Calculating your due date

Your baby’s development actually takes 10 lunar months. (Although generally, people always talk of a ‘nine-month’ pregnancy) A lunar month consists of exactly 28 days.

A full-term pregnancy, therefore, lasts for 40 weeks (280 days) from the first day of the last menstrual period (LMP). However, this calculation assumes a cycle length of 28 days. If your cycle is not 28 days, you will have to calculate from an adjusted LMP date, that is, an LMP date adjusted as if you did have a 28-day cycle.

(This calendar, thank goodness, does this calculation for you automatically).

But, if you really enjoy figures, and you want to check, you can calculate your own adjusted LMP.

The LMP date + (Your cycle length - 28) = Your adjusted LMP date.
Example:
If your LMP is August 22, with a cycle of say, 32 days
Your adjusted LMP will be 26 August. Why?
Because (32 – 28 = 4 days) & 22 + 4 = 26 August. Easy!
Or:
If your LMP is 22 August with a cycle length of 24 days this time.
The adjusted LMP will be 18 August. (24 – 28 = minus 4 days) Get it?

This LMP adjustment will allow you to calculate your own due date using the standard tools. Alternatively, you can calculate your due date using the standard tools, and then adjust your due date as described below.

How "far along" you are can be calculated in two ways:

  1. From the date of your LMP;
    OR
  2. From the date of conception, which typically occurs two weeks after your LMP, which is called weeks from gestation.

When's my due date?

The traditional way to calculate a due date is to add 7 days and subtract 3 months from your LMP date (adjusting the year if necessary)
For example:

  1. You have a LMP of 21 May 1999 (21/05/99).
  2. Add seven days, bringing you to 28 May (28/05/99).
  3. Subtract three months, bringing you to 28 February (28/02/99).
  4. Finally, adjust the year to the next year 28 February 2000 (28/02/00).
  5. Thus, your due date is 28 February 2000 (28/02/00). Well done!
Because women get pregnant in all the months of the calendar, some of which have 28, 29, 30 and 31 days, calculation of due dates is rarely precise. As a result, a baby is considered full-term three weeks before the estimated due date (EDD).

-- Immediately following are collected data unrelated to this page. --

//! Error types for LLM operations

use thiserror::Error;

/// Result type for LLM operations
pub type Result<T> = std::result::Result<T, LLMError>;

/// Errors that can occur while talking to a completion model
#[derive(Error, Debug)]
pub enum LLMError {
    /// The request did not finish in time
    #[error("Request timed out: {0}")]
    Timeout(String),

    /// Provider refused the call because of quota or rate limits
    #[error("Rate limit exceeded: {0}")]
    RateLimited(String),

    /// Connection could not be established or the server errored
    #[error("Provider unreachable: {0}")]
    Unreachable(String),

    /// Invalid API key or authentication failed
    #[error("Invalid API key or authentication failed")]
    AuthenticationFailed,

    /// Invalid request
    #[error("Invalid request: {0}")]
    InvalidRequest(String),

    /// Model not found
    #[error("Model not found: {0}")]
    ModelNotFound(String),

    /// Response body did not match the expected format
    #[error("Unexpected response format: {0}")]
    UnexpectedResponse(String),

    /// Serialization error
    #[error("Serialization error: {0}")]
    Serialization(#[from] serde_json::Error),

    /// Configuration error
    #[error("Configuration error: {0}")]
    Configuration(String),
}

impl LLMError {
    /// Map a non-success HTTP status to an error
    pub fn from_status(status: u16, body: String, model: &str) -> Self {
        match status {
            401 | 403 => Self::AuthenticationFailed,
            404 => Self::ModelNotFound(model.to_string()),
            408 | 504 => Self::Timeout(format!("HTTP {status}")),
            429 => Self::RateLimited(body),
            400 | 422 => Self::InvalidRequest(body),
            _ => Self::Unreachable(format!("HTTP {status}: {body}")),
        }
    }

    /// Whether retrying the same model later could succeed
    pub fn is_transient(&self) -> bool {
        matches!(
            self,
            Self::Timeout(_) | Self::RateLimited(_) | Self::Unreachable(_)
        )
    }
}

impl From<reqwest::Error> for LLMError {
    fn from(err: reqwest::Error) -> Self {
        if err.is_timeout() {
            Self::Timeout(err.to_string())
        } else if err.is_decode() {
            Self::UnexpectedResponse(err.to_string())
        } else {
            Self::Unreachable(err.to_string())
        }
    }
}

#[cfg(test)]
mod tests {
    use super::*;

    #[test]
    fn test_from_status() {
        assert!(matches!(
            LLMError::from_status(429, "slow down".into(), "gpt-4o"),
            LLMError::RateLimited(_)
        ));
        assert!(matches!(
            LLMError::from_status(404, String::new(), "gpt-4o"),
            LLMError::ModelNotFound(m) if m == "gpt-4o"
        ));
        assert!(matches!(
            LLMError::from_status(503, String::new(), "gpt-4o"),
            LLMError::Unreachable(_)
        ));
        assert!(matches!(
            LLMError::from_status(401, String::new(), "gpt-4o"),
            LLMError::AuthenticationFailed
        ));
    }

    #[test]
    fn test_is_transient() {
        assert!(LLMError::Timeout("t".into()).is_transient());
        assert!(LLMError::RateLimited("r".into()).is_transient());
        assert!(!LLMError::AuthenticationFailed.is_transient());
        assert!(!LLMError::UnexpectedResponse("x".into()).is_transient());
    }
}
//! Finnhub adapter (quotes and company news)

use super::{Operation, Provider, SharedRateLimiter, get_json, rate_limiter, unsupported};
use crate::enrichment::{DataKind, DataPoint, NewsItem, Quote};
use crate::error::ProviderError;
use crate::intent::is_valid_symbol;
use async_trait::async_trait;
use chrono::{DateTime, Duration as ChronoDuration, Utc};
use reqwest::Client;
use serde::Deserialize;
use std::time::Duration;
use tracing::{debug, instrument};

const NAME: &str = "finnhub";
const BASE_URL: &str = "https://finnhub.io/api/v1";

/// Free tier allows 60 calls per minute
const DEFAULT_RATE_LIMIT: u32 = 60;

/// Days of company news searched
const NEWS_LOOKBACK_DAYS: i64 = 7;

/// Finnhub REST client
#[derive(Debug, Clone)]
pub struct FinnhubClient {
    client: Client,
    api_key: String,
    base_url: String,
    rate_limiter: SharedRateLimiter,
}

#[derive(Debug, Deserialize)]
struct FinnhubQuote {
    /// Current price
    c: Option<f64>,
    /// Change
    d: Option<f64>,
    /// Percent change
    dp: Option<f64>,
    /// High of the day
    h: Option<f64>,
    /// Low of the day
    l: Option<f64>,
    /// Open of the day
    o: Option<f64>,
    /// Previous close
    pc: Option<f64>,
}

#[derive(Debug, Deserialize)]
struct FinnhubMetrics {
    #[serde(default)]
    metric: FinnhubMetric,
}

#[derive(Debug, Default, Deserialize)]
struct FinnhubMetric {
    #[serde(rename = "peBasicExclExtraTTM")]
    pe_basic_excl_extra_ttm: Option<f64>,
    #[serde(rename = "peTTM")]
    pe_ttm: Option<f64>,
    /// Millions of dollars
    #[serde(rename = "marketCapitalization")]
    market_capitalization: Option<f64>,
}

/// Best-effort valuation fields
#[derive(Debug, Default)]
struct Valuation {
    pe_ratio: Option<f64>,
    market_cap: Option<f64>,
}

impl From<FinnhubMetric> for Valuation {
    fn from(metric: FinnhubMetric) -> Self {
        Self {
            pe_ratio: metric
                .pe_basic_excl_extra_ttm
                .or(metric.pe_ttm)
                .filter(|pe| pe.is_finite()),
            market_cap: metric
                .market_capitalization
                .filter(|cap| cap.is_finite() && *cap > 0.0)
                .map(|millions| millions * 1_000_000.0),
        }
    }
}

#[derive(Debug, Deserialize)]
struct FinnhubNews {
    headline: String,
    #[serde(default)]
    summary: String,
    #[serde(default)]
    source: String,
    #[serde(default)]
    url: String,
    /// Unix seconds
    #[serde(default)]
    datetime: i64,
}

fn non_empty(s: String) -> Option<String> {
    (!s.trim().is_empty()).then_some(s)
}

impl FinnhubClient {
    /// Create a client with the default rate limit
    pub fn new(api_key: impl Into<String>) -> Self {
        Self::with_rate_limit(api_key, DEFAULT_RATE_LIMIT)
    }

    /// Create a client allowing `per_minute` requests per minute
    pub fn with_rate_limit(api_key: impl Into<String>, per_minute: u32) -> Self {
        let client = Client::builder()
            .timeout(Duration::from_secs(10))
            .build()
            .unwrap_or_default();
        Self {
            client,
            api_key: api_key.into(),
            base_url: BASE_URL.to_string(),
            rate_limiter: rate_limiter(per_minute),
        }
    }

    /// Point the client at another base URL
    pub fn with_base_url(mut self, base_url: impl Into<String>) -> Self {
        self.base_url = base_url.into().trim_end_matches('/').to_string();
        self
    }

    async fn get<T: serde::de::DeserializeOwned>(&self, path: &str, query: &[(&str, &str)]) -> Result<T, ProviderError> {
        self.rate_limiter.until_ready().await;
        let request = self
            .client
            .get(format!("{}{path}", self.base_url))
            .query(query)
            .header("X-Finnhub-Token", &self.api_key);
        get_json(NAME, request).await
    }

    /// Live quote with best-effort P/E and market cap
    #[instrument(skip(self), fields(provider = NAME))]
    pub async fn quote(&self, symbol: &str) -> Result<Quote, ProviderError> {
        let raw: FinnhubQuote = self.get("/quote", &[("symbol", symbol)]).await?;

        // unknown symbols come back as all zeros
        let price = raw
            .c
            .filter(|c| *c > 0.0)
            .ok_or_else(|| ProviderError::malformed(NAME, format!("no quote for {symbol}")))?;

        let mut quote = Quote::new(symbol.to_ascii_uppercase(), price);
        quote.previous_close = raw.pc.filter(|p| *p > 0.0);
        quote.change = raw.d;
        quote.change_percent = raw.dp;
        quote.open = raw.o;
        quote.high = raw.h;
        quote.low = raw.l;

        match self.valuation(symbol).await {
            Ok(valuation) => {
                quote.pe_ratio = valuation.pe_ratio;
                quote.market_cap = valuation.market_cap;
            }
            Err(e) => debug!(symbol, error = %e, "Valuation metrics unavailable"),
        }
        Ok(quote)
    }

    async fn valuation(&self, symbol: &str) -> Result<Valuation, ProviderError> {
        let metrics: FinnhubMetrics = self
            .get("/stock/metric", &[("symbol", symbol), ("metric", "all")])
            .await?;
        Ok(metrics.metric.into())
    }

    /// Company news from the last week
    #[instrument(skip(self), fields(provider = NAME))]
    pub async fn company_news(&self, symbol: &str, max_results: usize) -> Result<Vec<NewsItem>, ProviderError> {
        let to = Utc::now().date_naive();
        let from = to - ChronoDuration::days(NEWS_LOOKBACK_DAYS);
        let (from, to) = (from.to_string(), to.to_string());

        let raw: Vec<FinnhubNews> = self
            .get("/company-news", &[("symbol", symbol), ("from", &from), ("to", &to)])
            .await?;

        Ok(raw
            .into_iter()
            .take(max_results)
            .map(|n| NewsItem {
                title: n.headline,
                url: non_empty(n.url),
                source: non_empty(n.source),
                summary: non_empty(n.summary),
                published_at: DateTime::from_timestamp(n.datetime, 0).filter(|_| n.datetime > 0),
            })
            .collect())
    }
}

#[async_trait]
impl Provider for FinnhubClient {
    fn name(&self) -> &str {
        NAME
    }

    fn supports(&self, kind: DataKind) -> bool {
        matches!(kind, DataKind::Quote | DataKind::News)
    }

    fn accepts(&self, operation: &Operation) -> bool {
        match operation {
            Operation::Quote { .. } => true,
            // company news needs a symbol; free-text queries go to search providers
            Operation::News { query, .. } => is_valid_symbol(query),
            _ => false,
        }
    }

    async fn invoke(&self, operation: &Operation) -> Result<DataPoint, ProviderError> {
        match operation {
            Operation::Quote { symbol } => self.quote(symbol).await.map(DataPoint::Quote),
            Operation::News { query, max_results } if is_valid_symbol(query) => {
                self.company_news(query, *max_results).await.map(DataPoint::News)
            }
            other => Err(unsupported(NAME, other)),
        }
    }
}
//! Logging and tracing utilities

use tracing_subscriber::{EnvFilter, layer::SubscriberExt, util::SubscriberInitExt};

const DEFAULT_FILTER: &str = "info";

fn env_filter(default: &str) -> EnvFilter {
    EnvFilter::try_from_default_env().unwrap_or_else(|_| EnvFilter::new(default))
}

/// Initialize tracing subscriber with default configuration
///
/// The filter is read from `RUST_LOG` and falls back to `info`.
pub fn init_tracing() {
    init_tracing_with_default(DEFAULT_FILTER);
}

/// Initialize tracing with a custom fallback filter (used when `RUST_LOG` is unset)
pub fn init_tracing_with_default(default_filter: &str) {
    // try_init so tests and embedders that already installed a subscriber don't panic
    let _ = tracing_subscriber::registry()
        .with(env_filter(default_filter))
        .with(tracing_subscriber::fmt::layer().with_writer(std::io::stderr))
        .try_init();
}

/// Initialize tracing with JSON-formatted output
pub fn init_tracing_json() {
    let _ = tracing_subscriber::registry()
        .with(env_filter(DEFAULT_FILTER))
        .with(tracing_subscriber::fmt::layer().json().with_writer(std::io::stderr))
        .try_init();
}
// UI and formatting module

pub mod prompts;

// Re-export commonly used items for cleaner imports
pub use prompts::{bold, dimmed, read_line, reply, warn};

But if you calculate my due date from LMP, you are counting weeks before I even conceived.

Although it may be confusing at first, health care providers begin counting the pregnancy from day one of the LMP. Yes, before you were even pregnant. They do this to make up "lost days" -- that is, because the typical cycle averages 28 days, several days at the end of each calendar month appear to be lost. These "lost days" are compensated for by the two weeks at the beginning of your cycle, prior to conception, and thus make up the extra month in the tenth lunar month of pregnancy. We know it is confusing.

Making matters even worse, many women do not have typical 28-day cycles. Practitioners may adjust the EDD to reflect the shorter or longer cycle length. Here are two examples of how this is figured:

  • Jenny's cycle is regularly 24 days, approximately four days shorter than the typical 28-day cycle that her practitioner uses to determine the EDD. Jenny will subtract four days from her EDD of 27/01/99. 27/01/99 - four days = an adjusted EDD of 23/01/99
  • Wendy's cycle is 35 days, approximately seven days longer than the typical 28-day cycle. Wendy will add seven days to her EDD to get an adjusted due date
In addition to all that hampering an accurate due date calculation, some women may be unable to recall their LMP. If this happens to you, recalling past events such as family birthdays, holidays or vacations may trigger your memory. When you visit your midwife or doctor for the first time, try to give as close an estimate as possible. The closer the estimate, the less likely both you and your doctor will worry or experience stress if your baby does not come on the approximate due date. (Only about five percent of expecting mums deliver on their designated due date. So, don’t worry).

Occasionally, women with irregular or infrequent cycles cannot accurately identify their LMP’s. An experienced practitioner may have to rely on physical clues to determine the baby's due date. Most of these clues are most evident within the first two months of pregnancy. They include:

  • Examination of uterine size
  • Identification of audible foetal heart beats by doppler and/or foetal stethoscope
  • Ultrasound examination prior to 26 weeks from LMP (Note: The EDD may be off by as much as two weeks in either direction.)
No matter what method is used to determine EDD, the final factor that can disrupt the best estimated due date is your baby, who will choose his or her own birth date regardless of anybody.